Hiding behind a façade of caring for women, the head of Ealing Council, Julian Bell said:

"Ealing Council is committed to ending the intimidation and harassment faced by those seeking legally available medical support."

Of note, however is that it took 20 years of the Good Counsel Network’s activity outside the Ealing clinic for Ealing Council to consider them a threat to society. Has the Good Counsel Network shifted in their tactics and adopted a policy of aggression in recent days? Hardly.

Video footage said to be of ‘intimidating’ protestors blocking the way to the abortion clinic simply shows around 3 people engaged in prayer on some grass opposite the clinic’s entrance. When a woman about to enter the clinic approaches the standard procedure is to address her calmly and compassionately, offering her the choice Marie Stopes will not give – to keep the baby.

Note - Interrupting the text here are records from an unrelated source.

//! Configuration module for netpath.
//!
//! Loads configuration from environment variables with sensible defaults.

use std::env;
use std::str::FromStr;
use std::time::Duration;

/// Server configuration loaded from environment variables.
#[derive(Debug, Clone)]
pub struct ServerConfig {
    /// HTTP port for the web server (default: 8000)
    pub http_port: u16,
    /// Public base URL advertised in the integration descriptor
    pub base_url: String,
    /// Settings handed to every diagnostic job
    pub job: JobConfig,
}

/// Settings injected into each `DiagnosticJob`.
#[derive(Debug, Clone)]
pub struct JobConfig {
    /// Display name sent as the webhook `username`
    pub username: String,
    /// Label sent as the webhook `event_name`
    pub event_name: String,
    /// Wall-clock bound on one trace run
    pub probe_timeout: Duration,
    /// Number of probe cycles passed to the trace utility
    pub probe_cycles: u32,
    /// Request timeout for the webhook POST
    pub webhook_timeout: Duration,
}

impl Default for ServerConfig {
    fn default() -> Self {
        Self {
            http_port: 8000,
            base_url: "http://localhost:8000".to_string(),
            job: JobConfig::default(),
        }
    }
}

impl Default for JobConfig {
    fn default() -> Self {
        Self {
            username: "Network Path Health".to_string(),
            event_name: "Network Diagnostics".to_string(),
            probe_timeout: Duration::from_secs(60),
            probe_cycles: 5,
            webhook_timeout: Duration::from_secs(10),
        }
    }
}

impl ServerConfig {
    /// Load configuration from environment variables.
    ///
    /// Environment variables:
    /// - `NETPATH_HTTP_PORT`: HTTP port (default: 8000)
    /// - `NETPATH_BASE_URL`: public base URL (default: "http://localhost:8000")
    /// - `NETPATH_USERNAME`: webhook display name (default: "Network Path Health")
    /// - `NETPATH_EVENT_NAME`: webhook event label (default: "Network Diagnostics")
    /// - `NETPATH_PROBE_TIMEOUT_SECS`: trace bound in seconds (default: 60)
    /// - `NETPATH_PROBE_CYCLES`: probe cycles per hop (default: 5)
    /// - `NETPATH_WEBHOOK_TIMEOUT_SECS`: webhook timeout in seconds (default: 10)
    pub fn load() -> Self {
        Self::from_lookup(|key| env::var(key).ok())
    }

    fn from_lookup(lookup: impl Fn(&str) -> Option<String>) -> Self {
        let mut cfg = Self::default();

        if let Some(port) = parsed(&lookup, "NETPATH_HTTP_PORT") {
            cfg.http_port = port;
        }

        if let Some(base_url) = lookup("NETPATH_BASE_URL") {
            cfg.base_url = base_url.trim_end_matches('/').to_string();
        }

        if let Some(username) = lookup("NETPATH_USERNAME") {
            cfg.job.username = username;
        }

        if let Some(event_name) = lookup("NETPATH_EVENT_NAME") {
            cfg.job.event_name = event_name;
        }

        if let Some(secs) = parsed::<u64>(&lookup, "NETPATH_PROBE_TIMEOUT_SECS") {
            if secs > 0 {
                cfg.job.probe_timeout = Duration::from_secs(secs);
            }
        }

        if let Some(cycles) = parsed::<u32>(&lookup, "NETPATH_PROBE_CYCLES") {
            if cycles > 0 {
                cfg.job.probe_cycles = cycles;
            }
        }

        if let Some(secs) = parsed::<u64>(&lookup, "NETPATH_WEBHOOK_TIMEOUT_SECS") {
            if secs > 0 {
                cfg.job.webhook_timeout = Duration::from_secs(secs);
            }
        }

        cfg
    }
}

fn parsed<T: FromStr>(lookup: &impl Fn(&str) -> Option<String>, key: &str) -> Option<T> {
    let raw = lookup(key)?;
    match raw.trim().parse() {
        Ok(value) => Some(value),
        Err(_) => {
            tracing::warn!("Ignoring invalid value {:?} for {}, keeping default", raw, key);
            None
        }
    }
}

#[cfg(test)]
mod tests {
    use super::*;
    use std::collections::HashMap;

    fn lookup_from(pairs: &[(&str, &str)]) -> impl Fn(&str) -> Option<String> {
        let map: HashMap<String, String> = pairs
            .iter()
            .map(|(k, v)| (k.to_string(), v.to_string()))
            .collect();
        move |key| map.get(key).cloned()
    }

    #[test]
    fn test_default_config() {
        let cfg = ServerConfig::default();
        assert_eq!(cfg.http_port, 8000);
        assert_eq!(cfg.job.username, "Network Path Health");
        assert_eq!(cfg.job.event_name, "Network Diagnostics");
        assert_eq!(cfg.job.probe_timeout, Duration::from_secs(60));
        assert_eq!(cfg.job.probe_cycles, 5);
    }

    #[test]
    fn test_overrides_from_environment() {
        let cfg = ServerConfig::from_lookup(lookup_from(&[
            ("NETPATH_HTTP_PORT", "9100"),
            ("NETPATH_BASE_URL", "https://probe.example.net/"),
            ("NETPATH_PROBE_TIMEOUT_SECS", "15"),
            ("NETPATH_USERNAME", "Path Bot"),
        ]));
        assert_eq!(cfg.http_port, 9100);
        assert_eq!(cfg.base_url, "https://probe.example.net");
        assert_eq!(cfg.job.probe_timeout, Duration::from_secs(15));
        assert_eq!(cfg.job.username, "Path Bot");
    }

    #[test]
    fn test_invalid_values_keep_defaults() {
        let cfg = ServerConfig::from_lookup(lookup_from(&[
            ("NETPATH_HTTP_PORT", "eighty"),
            ("NETPATH_PROBE_TIMEOUT_SECS", "0"),
            ("NETPATH_PROBE_CYCLES", "-3"),
        ]));
        assert_eq!(cfg.http_port, 8000);
        assert_eq!(cfg.job.probe_timeout, Duration::from_secs(60));
        assert_eq!(cfg.job.probe_cycles, 5);
    }
}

3,000 mothers are known to have been directly helped to keep their babies by the Good Counsel Network alone. More than 13,000 are believed to have been helped by the similar pro-life vigil group, 40 Days For Life. In 2016 there were 608 fewer abortions in England and Wales than in 2015. When we narrow the scope to Marie Stopes on Mattock Lane in Ealing – outside of which The Good Counsel Network holds many of its vigils –  and take both NHS and private abortions into consideration there were some 7,459 abortions performed in the clinic in 2015 and 6,484 performed in 2016. That’s a drop of 975.

The Good Counsel Network has inarguably saved lives of many children and bettered the lives of their mothers. With abortion rates dropping, BPAS and Marie Stopes are running scared and trying desperately to avoid the collapse of the entire pro-abortion/anti-life industry.

Though pro-abortionists may win some battles – possibly even succeeding in installing buffer zones – they will lose the war. The beauty of life will overpower the darkness of death and the light of those the small, seemingly weak-numbered, and very unintimidating protestors will pierce and shatter the darkness of this nation’s abortion death cult.